# Task to complete:
Of all the lines below, return only those starting with the line holding "use tracing::debug;" and going on through the line holding "pub fn load(config_path: &Path, format: Option<SourceFormat>)", exactly as written.
··· Dataset extract ···
//! Dialogue engine configuration

use serde::Deserialize;
use std::path::PathBuf;

use super::error::ValidationError;
use crate::domain::action::DEFAULT_LOCALE;

/// Dialogue engine configuration
#[derive(Debug, Clone, Deserialize)]
pub struct EngineConfig {
    /// Locale prompts fall back to when the requested one is missing
    #[serde(default = "default_locale")]
    pub default_locale: String,

    /// YAML action catalogue to load at startup
    pub catalogue_path: Option<PathBuf>,
}

impl EngineConfig {
    /// Validate engine configuration
    pub fn validate(&self) -> Result<(), ValidationError> {
        if self.default_locale.trim().is_empty() {
            return Err(ValidationError::EmptyLocale);
        }
        if self
            .catalogue_path
            .as_ref()
            .is_some_and(|p| p.as_os_str().is_empty())
        {
            return Err(ValidationError::EmptyCataloguePath);
        }
        Ok(())
    }
}

impl Default for EngineConfig {
    fn default() -> Self {
        Self {
            default_locale: default_locale(),
            catalogue_path: None,
        }
    }
}

fn default_locale() -> String {
    DEFAULT_LOCALE.to_string()
}
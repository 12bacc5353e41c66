//! Logging configuration

use serde::Deserialize;
use tracing_subscriber::EnvFilter;

use super::error::ValidationError;

/// Logging configuration
#[derive(Debug, Clone, Deserialize)]
pub struct LoggingConfig {
    /// Rust log filter directive
    #[serde(default = "default_filter")]
    pub filter: String,

    /// Output format
    #[serde(default)]
    pub format: LogFormat,
}

/// Log output format
#[derive(Debug, Clone, Copy, Deserialize, PartialEq, Eq, Default)]
#[serde(rename_all = "lowercase")]
pub enum LogFormat {
    #[default]
    Pretty,
    Json,
}

impl LoggingConfig {
    /// Validate logging configuration
    pub fn validate(&self) -> Result<(), ValidationError> {
        if self.filter.trim().is_empty() {
            return Err(ValidationError::EmptyLogFilter);
        }
        Ok(())
    }
}

/// Installs the global tracing subscriber described by `config`.
///
/// `RUST_LOG`, when set, overrides the configured filter.
pub fn init_tracing(
    config: &LoggingConfig,
) -> Result<(), Box<dyn std::error::Error + Send + Sync + 'static>> {
    let filter = match EnvFilter::try_from_default_env() {
        Ok(filter) => filter,
        Err(_) => EnvFilter::try_new(&config.filter)?,
    };

    match config.format {
        LogFormat::Pretty => tracing_subscriber::fmt()
            .with_env_filter(filter)
            .with_target(true)
            .try_init(),
        LogFormat::Json => tracing_subscriber::fmt()
            .json()
            .with_env_filter(filter)
            .with_current_span(false)
            .try_init(),
    }
}

impl Default for LoggingConfig {
    fn default() -> Self {
        Self {
            filter: default_filter(),
            format: LogFormat::default(),
        }
    }
}

fn default_filter() -> String {
    "info,dialogue_core=debug".to_string()
}
//! Conversation handlers - per-turn dialogue processing.

mod process_turn;

pub use process_turn::{ProcessTurnCommand, ProcessTurnHandler, ProcessTurnResult, TurnOutcome};
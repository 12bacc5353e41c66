//! Application layer - Commands and Handlers.
//!
//! This layer orchestrates domain operations on behalf of the host.

pub mod handlers;

pub use handlers::{ProcessTurnCommand, ProcessTurnHandler, ProcessTurnResult, TurnOutcome};
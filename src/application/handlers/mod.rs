//! Application handlers.
//!
//! Command handlers that orchestrate domain operations.

pub mod conversation;

pub use conversation::{ProcessTurnCommand, ProcessTurnHandler, ProcessTurnResult, TurnOutcome};
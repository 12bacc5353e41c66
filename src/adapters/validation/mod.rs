//! Validation Adapters - Entity validator implementations.
//!
//! Contains ready-made implementations of the `EntityValidator` port and
//! the named set catalogues resolve validator references against.

mod fn_validator;
mod reject_if_present;
mod validator_set;

pub use fn_validator::{AsyncFnValidator, FnValidator};
pub use reject_if_present::RejectIfPresent;
pub use validator_set::ValidatorSet;
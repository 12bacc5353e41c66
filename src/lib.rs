//! Dialogue Core - Action orchestration for rule-driven conversations
//!
//! This crate decides which declared actions are eligible to run, which
//! slots are still missing, and how entities extracted by an external NLU
//! component are validated and merged into per-conversation memory.

pub mod adapters;
pub mod application;
pub mod config;
pub mod domain;
pub mod ports;
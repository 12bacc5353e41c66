//! Conversation domain module.
//!
//! Per-conversation state and the NLU output fed into it.

mod entity;
mod memory;
mod state;

pub use entity::{ExtractedEntities, ExtractedEntity};
pub use memory::Memory;
pub use state::Conversation;
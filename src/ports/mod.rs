//! Ports - Interfaces for external dependencies.
//!
//! Following hexagonal architecture, ports define the contracts between
//! the domain and the outside world. Adapters implement these ports.
//!
//! - `EntityValidator` - Checks a candidate entity before it fills a slot

mod entity_validator;

pub use entity_validator::{EntityValidator, ValidationRejection};
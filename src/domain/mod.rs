//! Domain layer containing dialogue logic and domain types.
//!
//! # Module Organization
//!
//! - `foundation` - Shared domain primitives (IDs, timestamps, localized messages, errors)
//! - `conversation` - Per-conversation state and extracted entities
//! - `action` - Action definitions, completion predicates, and the action registry

pub mod action;
pub mod conversation;
pub mod foundation;
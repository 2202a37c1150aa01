use std::path::{Path, PathBuf};
use std::sync::Arc;

use tracing::debug;
use typed_i18n_runtime::{FileSource, OperationSpec, SourceFormat, ValidatingProvider};

use crate::config::{CliConfig, load_config_or_default, resolve_path};
use crate::error::CliError;
use crate::model::load_spec;

#[derive(Debug, Clone)]
pub struct Project {
    pub config: CliConfig,
    pub spec: Arc<OperationSpec>,
    pub locales_dir: PathBuf,
}

impl Project {
    /// Loads the config and spec; `format` overrides the configured source
    /// format when given.
    pub fn load(config_path: &Path, format: Option<SourceFormat>) -> Result<Self, CliError> {
        let mut config = load_config_or_default(config_path)?;
        if let Some(format) = format {
            config.format = format;
        }
        let spec_path = resolve_path(config_path, &config.spec_path);
        let locales_dir = resolve_path(config_path, &config.locales_dir);
        debug!(spec = %spec_path.display(), locales = %locales_dir.display(), "loading project");
        let spec = load_spec(&spec_path)?;
        Ok(Self {
            config,
            spec: Arc::new(spec),
            locales_dir,
        })
    }

    pub fn source(&self) -> FileSource {
        FileSource::for_format(&self.locales_dir, self.config.format)
    }

    pub fn provider(&self) -> ValidatingProvider<FileSource, SourceFormat> {
        ValidatingProvider::new(self.source(), self.config.format, Arc::clone(&self.spec))
    }
}

#[cfg(test)]
pub(crate) mod fixtures {
    use std::fs;
    use std::path::PathBuf;
    use std::time::{SystemTime, UNIX_EPOCH};

    pub const SPEC: &str = r#"{
        "operations": [
            {"name": "hello", "args": [{"name": "name", "type": "string"}]},
            {"name": "oranges", "args": [{"name": "number", "type": "integer"}]},
            {"name": "sub", "operations": [{"name": "yo"}]}
        ]
    }"#;

    pub const EN: &str = r#"{"hello": "Hi ::name::!", "oranges": "There are ::number:: orange(s)!", "sub": {"yo": "Yo!"}}"#;

    pub fn temp_dir(name: &str) -> PathBuf {
        let mut path = std::env::temp_dir();
        let nanos = SystemTime::now()
            .duration_since(UNIX_EPOCH)
            .expect("time")
            .as_nanos();
        path.push(format!("typed_i18n_{name}_{nanos}"));
        fs::create_dir_all(&path).expect("dir");
        path
    }

    /// Writes a config, spec and locale files; returns the config path.
    pub fn write_project(root: &PathBuf, locales: &[(&str, &str)]) -> PathBuf {
        let locales_dir = root.join("locales");
        fs::create_dir_all(&locales_dir).expect("locales");
        for (locale, contents) in locales {
            fs::write(locales_dir.join(format!("{locale}.json")), contents).expect("locale");
        }
        fs::write(root.join("spec.json"), SPEC).expect("spec");
        let config_path = root.join("typed-i18n.toml");
        fs::write(
            &config_path,
            "default_locale = \"en\"\nlocales_dir = \"locales\"\nformat = \"json\"\nspec_path = \"spec.json\"\n",
        )
        .expect("config");
        config_path
    }
}
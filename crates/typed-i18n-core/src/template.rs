use alloc::string::String;
use alloc::vec::Vec;

const DELIMITER: &str = "::";

#[derive(Clone, Debug, PartialEq, Eq)]
pub enum Segment {
    Text(String),
    Placeholder(String),
}

/// A format string split into literal text and `::name::` placeholders.
///
/// A placeholder is the text between a `::` and the next `::`. Names never
/// contain `:`, so in `Name:::name::` the leading colon is literal text. An
/// unterminated `::` stays literal.
#[derive(Clone, Debug, PartialEq, Eq)]
pub struct Template {
    source: String,
    segments: Vec<Segment>,
}

impl Template {
    pub fn parse(source: impl Into<String>) -> Self {
        let source = source.into();
        let segments = split_segments(&source);
        Self { source, segments }
    }

    pub fn source(&self) -> &str {
        &self.source
    }

    pub fn segments(&self) -> &[Segment] {
        &self.segments
    }

    pub fn placeholders(&self) -> impl Iterator<Item = &str> {
        self.segments.iter().filter_map(|segment| match segment {
            Segment::Placeholder(name) => Some(name.as_str()),
            Segment::Text(_) => None,
        })
    }
}

fn split_segments(input: &str) -> Vec<Segment> {
    let mut segments = Vec::new();
    let mut text = String::new();
    let mut rest = input;

    while let Some((start, name, next)) = next_placeholder(rest) {
        text.push_str(&rest[..start]);
        if !text.is_empty() {
            segments.push(Segment::Text(core::mem::take(&mut text)));
        }
        segments.push(Segment::Placeholder(String::from(name)));
        rest = &rest[next..];
    }

    text.push_str(rest);
    if !text.is_empty() {
        segments.push(Segment::Text(text));
    }
    segments
}

/// Finds the first `::name::` whose name has no `:`. Returns the offset of
/// the opening delimiter, the name, and the offset just past the closing one.
fn next_placeholder(rest: &str) -> Option<(usize, &str, usize)> {
    let mut from = 0;
    while let Some(offset) = rest[from..].find(DELIMITER) {
        let start = from + offset;
        let name_start = start + DELIMITER.len();
        let end = name_start + rest[name_start..].find(DELIMITER)?;
        let name = &rest[name_start..end];
        if !name.contains(':') {
            return Some((start, name, end + DELIMITER.len()));
        }
        from = start + 1;
    }
    None
}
···
# Solution to this problem:
use tracing::debug;
use typed_i18n_runtime::{FileSource, OperationSpec, SourceFormat, ValidatingProvider};

use crate::config::{CliConfig, load_config_or_default, resolve_path};
use crate::error::CliError;
use crate::model::load_spec;

#[derive(Debug, Clone)]
pub struct Project {
    pub config: CliConfig,
    pub spec: Arc<OperationSpec>,
    pub locales_dir: PathBuf,
}

impl Project {
    /// Loads the config and spec; `format` overrides the configured source
    /// format when given.
    pub fn load(config_path: &Path, format: Option<SourceFormat>) -> Result<Self, CliError> {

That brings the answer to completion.